Tatonnement modeling with linear programming: demand and supply for some United States crops in 2000
Raymond Schatzer ()
ISU General Staff Papers from Iowa State University, Department of Economics
Abstract:
During the last decade, two concerns have been raised about the future of U.S. crop production. These concerns are: (a) Will the United States have enough land available in the future that is suitable for crop production? and (b) What will future crop yields be? Future U.S. crop production is highly dependent upon both these issues;The real problem may not be the quantity of future crop production, but rather the price of the quantity that is available. The development of a model to answer this question is one of the objectives of this study. The other objective is the projection of prices and quantities for barley, corn, oats, sorghum, soybeans, and wheat for the year 2000 under alternative yield and land availability assumptions;An iterative model based on the theory of tatonnement process of market adjustments is developed using a linear programming model to stimulate the behavior of producers and demand equations estimated econometrically to stimulate the behavior of consumers.

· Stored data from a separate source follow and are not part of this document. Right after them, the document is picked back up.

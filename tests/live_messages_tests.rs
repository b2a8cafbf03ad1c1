// Unit tests for the live-channel wire format

use base64::Engine;
use vocalis::live::messages::{
    build_audio_message, build_text_message, build_tool_response, parse_server_message,
    rate_from_mime,
};
use vocalis::{FunctionResponse, ServerEvent};

#[test]
fn test_audio_message_wraps_base64_pcm() {
    let pcm = vec![0u8, 1, 2, 3, 4, 5];
    let message = build_audio_message(&pcm, 16000);
    let json = serde_json::to_string(&message).unwrap();

    assert!(json.contains("realtimeInput"));
    assert!(json.contains("audio/pcm;rate=16000"));

    let decoded = base64::engine::general_purpose::STANDARD
        .decode(&message.realtime_input.audio.data)
        .unwrap();
    assert_eq!(decoded, pcm);
}

#[test]
fn test_text_message_is_a_completed_user_turn() {
    let json = serde_json::to_string(&build_text_message("hello")).unwrap();

    assert!(json.contains("clientContent"));
    assert!(json.contains("\"turnComplete\":true"));
    assert!(json.contains("\"role\":\"user\""));
    assert!(json.contains("hello"));
}

#[test]
fn test_tool_response_echoes_the_call_id() {
    let message = build_tool_response(FunctionResponse {
        id: "fc-17".to_string(),
        name: "book_appointment".to_string(),
        response: serde_json::json!({ "status": "success" }),
    });
    let json = serde_json::to_string(&message).unwrap();

    assert!(json.contains("toolResponse"));
    assert!(json.contains("functionResponses"));
    assert!(json.contains("fc-17"));
    assert!(json.contains("book_appointment"));
}

#[test]
fn test_rate_from_mime() {
    assert_eq!(rate_from_mime("audio/pcm;rate=24000"), Some(24000));
    assert_eq!(rate_from_mime("audio/pcm; rate=16000"), Some(16000));
    assert_eq!(rate_from_mime("audio/pcm"), None);
    assert_eq!(rate_from_mime("audio/pcm;rate=banana"), None);
}

#[test]
fn test_parse_setup_complete() {
    let events = parse_server_message(r#"{"setupComplete": {}}"#);
    assert_eq!(events.len(), 1);
    assert!(matches!(events[0], ServerEvent::SetupComplete));
}

#[test]
fn test_parse_audio_part() {
    let data = base64::engine::general_purpose::STANDARD.encode([10u8, 20, 30, 40]);
    let raw = format!(
        r#"{{"serverContent":{{"modelTurn":{{"parts":[{{"inlineData":{{"mimeType":"audio/pcm;rate=24000","data":"{data}"}}}}]}}}}}}"#
    );

    let events = parse_server_message(&raw);
    match &events[0] {
        ServerEvent::Audio { data, mime_type } => {
            assert_eq!(data, &[10u8, 20, 30, 40]);
            assert_eq!(rate_from_mime(mime_type), Some(24000));
        }
        other => panic!("expected audio event, got {other:?}"),
    }
}

#[test]
fn test_parse_transcriptions_under_server_content() {
    let raw = r#"{"serverContent":{"inputTranscription":{"text":"hi "},"outputTranscription":{"text":"hello"}}}"#;
    let events = parse_server_message(raw);

    assert!(events
        .iter()
        .any(|e| matches!(e, ServerEvent::InputTranscript { text } if text == "hi ")));
    assert!(events
        .iter()
        .any(|e| matches!(e, ServerEvent::OutputTranscript { text } if text == "hello")));
}

#[test]
fn test_parse_top_level_transcription_fallback() {
    let events = parse_server_message(r#"{"inputTranscription":{"text":"hola"}}"#);
    assert!(events
        .iter()
        .any(|e| matches!(e, ServerEvent::InputTranscript { text } if text == "hola")));
}

#[test]
fn test_parse_empty_transcription_is_ignored() {
    let events = parse_server_message(r#"{"outputTranscription":{"text":""}}"#);
    assert!(events.is_empty());
}

#[test]
fn test_parse_turn_complete_and_interrupted() {
    let events = parse_server_message(r#"{"serverContent":{"turnComplete":true}}"#);
    assert!(events.iter().any(|e| matches!(e, ServerEvent::TurnComplete)));

    let events = parse_server_message(r#"{"serverContent":{"interrupted":true}}"#);
    assert!(events.iter().any(|e| matches!(e, ServerEvent::Interrupted)));
}

#[test]
fn test_parse_tool_call_with_args() {
    let raw = r#"{"toolCall":{"functionCalls":[{"id":"fc-1","name":"book_appointment","args":{"service":"dental","time":"tomorrow 9am"}}]}}"#;
    let events = parse_server_message(raw);

    match &events[0] {
        ServerEvent::ToolCall { calls } => {
            assert_eq!(calls.len(), 1);
            assert_eq!(calls[0].id, "fc-1");
            assert_eq!(calls[0].name, "book_appointment");
            assert_eq!(calls[0].args["service"], "dental");
        }
        other => panic!("expected tool call, got {other:?}"),
    }
}

#[test]
fn test_parse_tool_call_without_args_defaults_to_empty_object() {
    let raw = r#"{"toolCall":{"functionCalls":[{"id":"fc-2","name":"ping"}]}}"#;
    let events = parse_server_message(raw);

    match &events[0] {
        ServerEvent::ToolCall { calls } => {
            assert!(calls[0].args.as_object().unwrap().is_empty());
        }
        other => panic!("expected tool call, got {other:?}"),
    }
}

#[test]
fn test_parse_server_error() {
    let events = parse_server_message(r#"{"error":{"message":"quota exceeded"}}"#);
    assert!(events
        .iter()
        .any(|e| matches!(e, ServerEvent::Error { message } if message.contains("quota"))));
}

#[test]
fn test_parse_go_away() {
    let events = parse_server_message(r#"{"goAway":{"timeLeft":"10s"}}"#);
    assert!(events.iter().any(|e| matches!(e, ServerEvent::GoAway)));
}

#[test]
fn test_unparseable_frame_becomes_error_event() {
    let events = parse_server_message("definitely not json");
    assert_eq!(events.len(), 1);
    assert!(matches!(events[0], ServerEvent::Error { .. }));
}

#[test]
fn test_one_frame_can_carry_many_events() {
    let data = base64::engine::general_purpose::STANDARD.encode([1u8, 2]);
    let raw = format!(
        r#"{{"serverContent":{{"modelTurn":{{"parts":[{{"inlineData":{{"mimeType":"audio/pcm;rate=24000","data":"{data}"}}}}]}},"outputTranscription":{{"text":"hey"}},"turnComplete":true}}}}"#
    );

    let events = parse_server_message(&raw);
    assert_eq!(events.len(), 3);
    // Arrival order is preserved: audio, then the delta, then the flush
    // signal.
    assert!(matches!(events[0], ServerEvent::Audio { .. }));
    assert!(matches!(events[1], ServerEvent::OutputTranscript { .. }));
    assert!(matches!(events[2], ServerEvent::TurnComplete));
}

The iterative model starts at an arbitrary level of demand for each commodity and solves for approximate equilibrium prices and quantities;The iterative model is used to estimate approximate equilibrium prices and quantities for barley, corn, oats, sorghum, soybeans, and wheat and supply prices for corn silage, sorghum silage, legume hay, other hay, and cotton for the year 2000. Seven scenarios consisting of three alternative yield levels and three alternative levels of land constraints are run and analyzed;The results from the seven scenarios suggest that the future equilibrium prices and quantities are highly dependent upon the assumptions made about future crop yields and future cropland availability. The highest equilibrium price for barley, corn, oats, sorghum, wheat, and soybeans is 182.1, 158.8, 145.3, 165.1, 182.4, and 208.9 percent higher than the lowest equilibrium price, respectively.